Data in this exercise:
-------

//! Per-action transaction lifecycle.
//!
//! ```text
//! idle --submit--> pending --walletAccepted--> confirming --receiptConfirmed--> success
//! pending|confirming --failure--> error
//! success|error --expire--> idle
//! ```
//!
//! Every submission gets a fresh generation. Events and timers carry the
//! [`TxTicket`] they were issued for, so a late event from an earlier
//! submission can never move the tracker.

use crate::failure::TxFailure;
use flip_abi::TxHash;
use tracing::debug;

#[derive(Clone, Copy, Debug, PartialEq, Eq, Hash)]
pub enum TxKind {
    EnterGame,
    Flip,
    CashOut,
    ClaimPrize,
}

impl TxKind {
    pub const ALL: [TxKind; 4] = [
        TxKind::EnterGame,
        TxKind::Flip,
        TxKind::CashOut,
        TxKind::ClaimPrize,
    ];

    fn index(self) -> usize {
        match self {
            TxKind::EnterGame => 0,
            TxKind::Flip => 1,
            TxKind::CashOut => 2,
            TxKind::ClaimPrize => 3,
        }
    }

    pub fn label(self) -> &'static str {
        match self {
            TxKind::EnterGame => "Enter game",
            TxKind::Flip => "Flip",
            TxKind::CashOut => "Cash out",
            TxKind::ClaimPrize => "Claim prize",
        }
    }
}

#[derive(Clone, Debug, Default, PartialEq, Eq)]
pub enum TxStatus {
    #[default]
    Idle,
    Pending,
    Confirming {
        hash: TxHash,
    },
    Success {
        hash: TxHash,
    },
    Error {
        failure: TxFailure,
    },
}

impl TxStatus {
    pub fn in_flight(&self) -> bool {
        matches!(self, TxStatus::Pending | TxStatus::Confirming { .. })
    }

    pub fn is_settled(&self) -> bool {
        matches!(self, TxStatus::Success { .. } | TxStatus::Error { .. })
    }
}

#[derive(Clone, Copy, Debug, PartialEq, Eq)]
pub struct TxTicket {
    pub kind: TxKind,
    pub generation: u64,
}

#[derive(Clone, Debug)]
pub struct TxTracker {
    kind: TxKind,
    status: TxStatus,
    generation: u64,
}

impl TxTracker {
    pub fn new(kind: TxKind) -> Self {
        Self {
            kind,
            status: TxStatus::Idle,
            generation: 0,
        }
    }

    pub fn kind(&self) -> TxKind {
        self.kind
    }

    pub fn status(&self) -> &TxStatus {
        &self.status
    }

    pub fn ticket(&self) -> TxTicket {
        TxTicket {
            kind: self.kind,
            generation: self.generation,
        }
    }

    /// Starts a new submission. A settled banner is replaced rather than
    /// waited out; a submission already in flight is refused.
    pub fn submit(&mut self) -> Option<TxTicket> {
        if self.status.in_flight() {
            return None;
        }
        self.generation += 1;
        self.status = TxStatus::Pending;
        Some(self.ticket())
    }

    pub fn wallet_accepted(&mut self, ticket: TxTicket, hash: TxHash) -> bool {
        if !self.is_current(ticket) || self.status != TxStatus::Pending {
            return self.reject(ticket, "wallet_accepted");
        }
        self.status = TxStatus::Confirming { hash };
        true
    }

    pub fn receipt_confirmed(&mut self, ticket: TxTicket) -> bool {
        let TxStatus::Confirming { hash } = self.status else {
            return self.reject(ticket, "receipt_confirmed");
        };
        if !self.is_current(ticket) {
            return self.reject(ticket, "receipt_confirmed");
        }
        self.status = TxStatus::Success { hash };
        true
    }

    pub fn fail(&mut self, ticket: TxTicket, failure: TxFailure) -> bool {
        if !self.is_current(ticket) || !self.status.in_flight() {
            return self.reject(ticket, "fail");
        }
        self.status = TxStatus::Error { failure };
        true
    }

    /// Clears a settled status. The generation moves on so the write
    /// that produced it is forgotten and a retry starts clean.
    pub fn expire(&mut self, ticket: TxTicket) -> bool {
        if !self.is_current(ticket) || !self.status.is_settled() {
            return self.reject(ticket, "expire");
        }
        self.generation += 1;
        self.status = TxStatus::Idle;
        true
    }

    fn is_current(&self, ticket: TxTicket) -> bool {
        ticket.kind == self.kind && ticket.generation == self.generation
    }

    fn reject(&self, ticket: TxTicket, transition: &'static str) -> bool {
        debug!(
            kind = ?self.kind,
            ticket = ticket.generation,
            current = self.generation,
            status = ?self.status,
            transition,
            "ignoring stale transaction transition"
        );
        false
    }
}

#[derive(Clone, Debug)]
pub struct Transactions {
    trackers: [TxTracker; 4],
}

impl Default for Transactions {
    fn default() -> Self {
        Self {
            trackers: TxKind::ALL.map(TxTracker::new),
        }
    }
}

impl Transactions {
    pub fn get(&self, kind: TxKind) -> &TxTracker {
        &self.trackers[kind.index()]
    }

    pub fn get_mut(&mut self, kind: TxKind) -> &mut TxTracker {
        &mut self.trackers[kind.index()]
    }

    pub fn any_in_flight(&self) -> bool {
        self.trackers.iter().any(|t| t.status().in_flight())
    }

    pub fn iter(&self) -> impl Iterator<Item = &TxTracker> {
        self.trackers.iter()
    }
}
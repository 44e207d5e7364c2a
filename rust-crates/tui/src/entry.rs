use flip_abi::{
    ADDRESS_PREFIX,
    Address,
    ContractWrite,
    Wei,
    parse_ether,
};
use std::fmt;

pub const DEFAULT_WAGER: &str = "0.001";

#[derive(Clone, Debug, PartialEq, Eq)]
pub enum EntryError {
    InvalidWager(String),
    InvalidReferrer(String),
}

impl fmt::Display for EntryError {
    fn fmt(&self, f: &mut fmt::Formatter<'_>) -> fmt::Result {
        match self {
            EntryError::InvalidWager(raw) => write!(f, "Invalid wager amount {raw:?}"),
            EntryError::InvalidReferrer(raw) => write!(f, "Invalid referrer address {raw:?}"),
        }
    }
}

impl std::error::Error for EntryError {}

/// Input without the address prefix means "no referrer" and is sent as the
/// zero address. Prefixed input must be a well-formed address.
pub fn resolve_referrer(input: &str) -> Result<Address, EntryError> {
    let trimmed = input.trim();
    if !trimmed.starts_with(ADDRESS_PREFIX) {
        return Ok(Address::ZERO);
    }
    trimmed
        .parse()
        .map_err(|_| EntryError::InvalidReferrer(trimmed.to_string()))
}

#[derive(Clone, Debug, PartialEq, Eq)]
pub struct EntryForm {
    pub wager: String,
    pub referrer: String,
}

impl Default for EntryForm {
    fn default() -> Self {
        Self {
            wager: DEFAULT_WAGER.to_string(),
            referrer: String::new(),
        }
    }
}

impl EntryForm {
    pub fn wager_wei(&self) -> Result<Wei, EntryError> {
        parse_ether(&self.wager).map_err(|_| EntryError::InvalidWager(self.wager.clone()))
    }

    pub fn to_write(&self) -> Result<ContractWrite, EntryError> {
        Ok(ContractWrite::EnterGame {
            referrer: resolve_referrer(&self.referrer)?,
            value: self.wager_wei()?,
        })
    }

    /// Hint only: the contract decides whether an entry is large enough.
    pub fn below_minimum(&self, min_entry: Option<Wei>) -> bool {
        match (self.wager_wei(), min_entry) {
            (Ok(wager), Some(min)) => wager < min,
            _ => false,
        }
    }
}
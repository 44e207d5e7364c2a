use alloy::{
    providers::{
        DynProvider,
        Provider,
        ProviderBuilder,
    },
    rpc::json_rpc::ErrorPayload,
    transports::{
        TransportError,
        http::reqwest::Url,
    },
};
use color_eyre::eyre::{
    Report,
    Result,
    WrapErr,
    eyre,
};
use flip_abi::decode_revert_reason;

/// Provider over the wallet or node endpoint at `url`.
///
/// Fillers stay disabled: the endpoint owns the signing account and fills
/// nonce, gas and chain id itself when it handles `eth_sendTransaction`.
pub fn connect(url: &str) -> Result<DynProvider> {
    let url: Url = url
        .parse()
        .wrap_err_with(|| format!("invalid JSON-RPC endpoint {url:?}"))?;
    Ok(ProviderBuilder::new()
        .disable_recommended_fillers()
        .connect_http(url)
        .erased())
}

/// Turns a transport failure into a report whose message keeps what the
/// wallet or node said, so it can be classified later.
pub fn describe(method: &str, err: TransportError) -> Report {
    match err.as_error_resp() {
        Some(payload) => eyre!(describe_payload(payload)).wrap_err(format!("{method} rejected")),
        None => Report::new(err).wrap_err(format!("{method} request failed")),
    }
}

/// `message (code N)`, plus the decoded `Error(string)` reason when the
/// endpoint returned the raw revert payload and the message lacks it.
pub fn describe_payload(payload: &ErrorPayload) -> String {
    let message = payload.message.as_ref();
    let reason = payload
        .as_revert_data()
        .and_then(|data| decode_revert_reason(&data));
    match reason {
        Some(reason) if !message.contains(&reason) => format!(
            "{message} (code {}): execution reverted: {reason}",
            payload.code
        ),
        _ => format!("{message} (code {})", payload.code),
    }
}
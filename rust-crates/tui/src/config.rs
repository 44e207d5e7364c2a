use color_eyre::eyre::{
    Result,
    eyre,
};
use deployments::{
    DeploymentEnv,
    DeploymentStore,
};
use flip_abi::Address;
use std::{
    path::PathBuf,
    time::Duration,
};

pub const DEFAULT_LOG_DIR: &str = "~/.claw-flip/logs";

/// Fixed windows that drive the session view.
#[derive(Clone, Debug, PartialEq, Eq)]
pub struct Timings {
    pub seed_poll_interval: Duration,
    pub success_banner: Duration,
    pub error_banner: Duration,
    pub celebration: Duration,
}

impl Default for Timings {
    fn default() -> Self {
        Self {
            seed_poll_interval: Duration::from_millis(2000),
            success_banner: Duration::from_secs(3),
            error_banner: Duration::from_secs(5),
            celebration: Duration::from_secs(3),
        }
    }
}

#[derive(Clone, Debug, PartialEq, Eq)]
pub struct ReceiptPolicy {
    pub poll_interval: Duration,
    pub timeout: Duration,
}

impl Default for ReceiptPolicy {
    fn default() -> Self {
        Self {
            poll_interval: Duration::from_secs(1),
            timeout: Duration::from_secs(120),
        }
    }
}

#[derive(Clone, Debug)]
pub struct AppConfig {
    pub network: DeploymentEnv,
    pub rpc_url: String,
    pub contract: Address,
    pub explorer_link: Option<String>,
    pub timings: Timings,
    pub receipt: ReceiptPolicy,
}

impl AppConfig {
    /// `--contract` wins over the stored deployment, which wins over the
    /// network's published deployment.
    pub fn resolve(
        network: DeploymentEnv,
        rpc_url: Option<String>,
        contract: Option<Address>,
        store: &DeploymentStore,
        receipt: ReceiptPolicy,
    ) -> Result<Self> {
        let (contract, explorer_link, record_url) = match contract {
            Some(address) => (address, None, None),
            None => {
                let record = store.resolve().map_err(|e| eyre!(e))?;
                let address = record.address().map_err(|e| eyre!(e))?;
                (
                    address,
                    record.contract_explorer_link(),
                    Some(record.network_url),
                )
            }
        };
        let rpc_url = rpc_url
            .or(record_url)
            .unwrap_or_else(|| network.default_rpc_url().to_string());
        Ok(Self {
            network,
            rpc_url,
            contract,
            explorer_link,
            timings: Timings::default(),
            receipt,
        })
    }
}

pub fn expand_path(raw: &str) -> PathBuf {
    PathBuf::from(shellexpand::tilde(raw).into_owned())
}
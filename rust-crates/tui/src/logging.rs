use color_eyre::eyre::{
    Result,
    WrapErr,
    eyre,
};
use std::{
    path::Path,
    sync::OnceLock,
};
use tracing_appender::{
    non_blocking::WorkerGuard,
    rolling,
};
use tracing_subscriber::{
    EnvFilter,
    fmt,
};

pub const LOG_FILE_PREFIX: &str = "claw-flip.log";

static LOG_GUARD: OnceLock<WorkerGuard> = OnceLock::new();

/// Routes `tracing` output to a daily rolling file; the terminal belongs to
/// the UI.
pub fn init_tracing(log_dir: &Path) -> Result<()> {
    std::fs::create_dir_all(log_dir)
        .wrap_err_with(|| format!("failed to create log directory {}", log_dir.display()))?;
    let appender = rolling::daily(log_dir, LOG_FILE_PREFIX);
    let (writer, guard) = tracing_appender::non_blocking(appender);
    let filter = EnvFilter::try_from_default_env().unwrap_or_else(|_| EnvFilter::new("info"));

    fmt()
        .with_env_filter(filter)
        .with_writer(writer)
        .with_ansi(false)
        .with_target(true)
        .try_init()
        .map_err(|e| eyre!(e))?;
    let _ = LOG_GUARD.set(guard);
    Ok(())
}
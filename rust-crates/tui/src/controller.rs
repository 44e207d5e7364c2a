use crate::{
    config::Timings,
    entry::EntryForm,
    failure::TxFailure,
    game_client::{
        GameContract,
        Receipt,
    },
    seed_poller::SeedPoller,
    transaction::{
        TxKind,
        TxTicket,
        Transactions,
    },
    view_model::{
        Action,
        ChainState,
        GameViewModel,
        LastCall,
        Screen,
        SessionKey,
    },
};
use color_eyre::eyre::{
    Report,
    Result,
    WrapErr,
    bail,
    eyre,
};
use flip_abi::{
    Address,
    ContractWrite,
    SessionRecord,
    TxHash,
};
use std::{
    sync::Arc,
    time::Duration,
};
use tokio::{
    sync::mpsc,
    time,
};
use tracing::{
    debug,
    error,
    info,
    warn,
};

const MAX_ERRORS: usize = 50;
const CELEBRATION_STREAK: u64 = 3;
const CONNECTING_STATUS: &str = "Connecting to wallet...";

/// Everything background tasks report back to the controller.
#[derive(Debug)]
pub enum AppEvent {
    SessionPolled {
        key: SessionKey,
        session: SessionRecord,
    },
    TxAccepted {
        ticket: TxTicket,
        hash: TxHash,
    },
    TxConfirmed {
        ticket: TxTicket,
        receipt: Receipt,
    },
    TxFailed {
        ticket: TxTicket,
        raw: String,
    },
    TxExpired(TxTicket),
    CelebrationExpired(u64),
}

/// Render-ready copy of the controller state.
#[derive(Clone, Debug)]
pub struct AppSnapshot {
    pub contract: Address,
    pub screen: Screen,
    pub chain: ChainState,
    pub streak: u64,
    pub transactions: Transactions,
    pub enabled: Vec<Action>,
    pub claim_available: bool,
    pub celebrating: bool,
    pub last_call: Option<LastCall>,
    pub entry: EntryForm,
    pub below_minimum: bool,
    pub polling_seed: bool,
    pub status: String,
    pub errors: Vec<String>,
}

impl AppSnapshot {
    pub fn is_enabled(&self, action: Action) -> bool {
        self.enabled.contains(&action)
    }

    pub fn flip_in_flight(&self) -> bool {
        self.transactions.get(TxKind::Flip).status().in_flight()
    }
}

-------

What is expected:
Wherever a line in the records above includes "TxFailure", count it, then give the total and nothing besides.

Solution to this exercise:
4